Details
-
Bug
-
Status: Open
-
Major
-
Resolution: Unresolved
-
3.3.3
-
None
-
None
-
EKS
EMR
Description
Version: 3.3.3
scala> val df = spark.emptyDataFrame
df: org.apache.spark.sql.DataFrame = []
scala> df.rdd.getNumPartitions
res0: Int = 0
scala> df.repartition(1).rdd.getNumPartitions
res1: Int = 1
scala> df.repartition(1).rdd.isEmpty()
[Stage 1:> (0 + 1) / res2: Boolean = true
Version: 3.2.4
scala> val df = spark.emptyDataFrame
df: org.apache.spark.sql.DataFrame = []
scala> df.rdd.getNumPartitions
res0: Int = 0
scala> df.repartition(1).rdd.getNumPartitions
res1: Int = 0
scala> df.repartition(1).rdd.isEmpty()
res2: Boolean = true
Version: 3.5.0
scala> val df = spark.emptyDataFrame
df: org.apache.spark.sql.DataFrame = []
scala> df.rdd.getNumPartitions
res0: Int = 0
scala> df.repartition(1).rdd.getNumPartitions
res1: Int = 1
scala> df.repartition(1).rdd.isEmpty()
[Stage 1:> (0 + 1) / res2: Boolean = true
When we do repartition of 1 on an empty dataframe, the resultant partition is 1 in version 3.3.x and 3.5.x whereas when I do the same in version 3.2.x, the resultant partition is 0. May i know why this behaviour is changed from 3.2.x to higher versions.
The reason for raising this as a bug is I have a scenario where my final dataframe returns 0 records in EKS(local spark) with single node(driver and executor on the sam node) but it returns 1 in EMR both uses a same spark version 3.3.3. I'm not sure why this behaves different in both the environments.
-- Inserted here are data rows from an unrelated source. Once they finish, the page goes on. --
// EDB - Ethereum Debugger
// Copyright (C) 2024 Zhuo Zhang and Wuqi Zhang
//
// This program is free software: you can redistribute it and/or modify
// it under the terms of the GNU Affero General Public License as published by
// the Free Software Foundation, either version 3 of the License, or
// (at your option) any later version.
//
// This program is distributed in the hope that it will be useful,
// but WITHOUT ANY WARRANTY; without even the implied warranty of
// MERCHANTABILITY or FITNESS FOR A PARTICULAR PURPOSE. See the
// GNU Affero General Public License for more details.
//
// You should have received a copy of the GNU Affero General Public License
// along with this program. If not, see <https://www.gnu.org/licenses/>.

//! Read-only snapshot of the active compilation.

use std::{
    collections::{BTreeMap, HashMap},
    path::PathBuf,
};

use alloy_primitives::Bytes;
use once_cell::sync::OnceCell;
use serde::{Deserialize, Serialize};

/// Compiled output of one contract
#[derive(Debug, Clone, Default, PartialEq, Eq, Serialize, Deserialize)]
pub struct ContractArtifact {
    /// Source file the contract is defined in
    pub file: PathBuf,
    /// Creation (init) bytecode
    pub bytecode: Bytes,
    /// Compressed solc source map for the creation bytecode
    pub source_map: String,
    /// Runtime bytecode
    pub deployed_bytecode: Bytes,
    /// Compressed solc source map for the runtime bytecode
    pub deployed_source_map: String,
}

/// A source file of the compilation, identified by its solc file index
#[derive(Debug, Clone, Serialize, Deserialize)]
pub struct SourceFile {
    /// Path as known to the compiler
    pub path: PathBuf,
    /// Full source text
    pub content: String,
    #[serde(skip)]
    line_starts: OnceCell<Vec<usize>>,
}

impl SourceFile {
    /// Create a new source file
    pub fn new(path: impl Into<PathBuf>, content: impl Into<String>) -> Self {
        Self { path: path.into(), content: content.into(), line_starts: OnceCell::new() }
    }

    /// Byte offsets at which each line starts. Computed on first use.
    pub fn line_starts(&self) -> &[usize] {
        self.line_starts.get_or_init(|| {
            std::iter::once(0)
                .chain(self.content.match_indices('\n').map(|(i, _)| i + 1))
                .collect()
        })
    }
}

impl PartialEq for SourceFile {
    fn eq(&self, other: &Self) -> bool {
        self.path == other.path && self.content == other.content
    }
}

impl Eq for SourceFile {}

/// Contracts and sources of the currently active compilation
#[derive(Debug, Clone, Default, PartialEq, Eq, Serialize, Deserialize)]
pub struct CompilationArtifactView {
    /// Compiled contracts by name
    pub contracts: HashMap<String, ContractArtifact>,
    /// Source files by solc file index
    pub sources: BTreeMap<u32, SourceFile>,
}

impl CompilationArtifactView {
    /// Create an empty view
    pub fn new() -> Self {
        Self::default()
    }

    /// Add a compiled contract
    pub fn with_contract(mut self, name: impl Into<String>, contract: ContractArtifact) -> Self {
        self.contracts.insert(name.into(), contract);
        self
    }

    /// Add a source file under the given file index
    pub fn with_source(mut self, id: u32, source: SourceFile) -> Self {
        self.sources.insert(id, source);
        self
    }

    /// Look up a source by file index
    pub fn source(&self, id: u32) -> Option<&SourceFile> {
        self.sources.get(&id)
    }
}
As a interim solution, I had to repartition a empty dataframe if my final dataframe is empty which returns 1 for 3.3.3. Would like to know if this really a bug or this behaviour exists in the future versions and cannot be changed?
Because, If we go for a spark upgrade and this behaviour is changed, we will face the issue again.
Please confirm on this.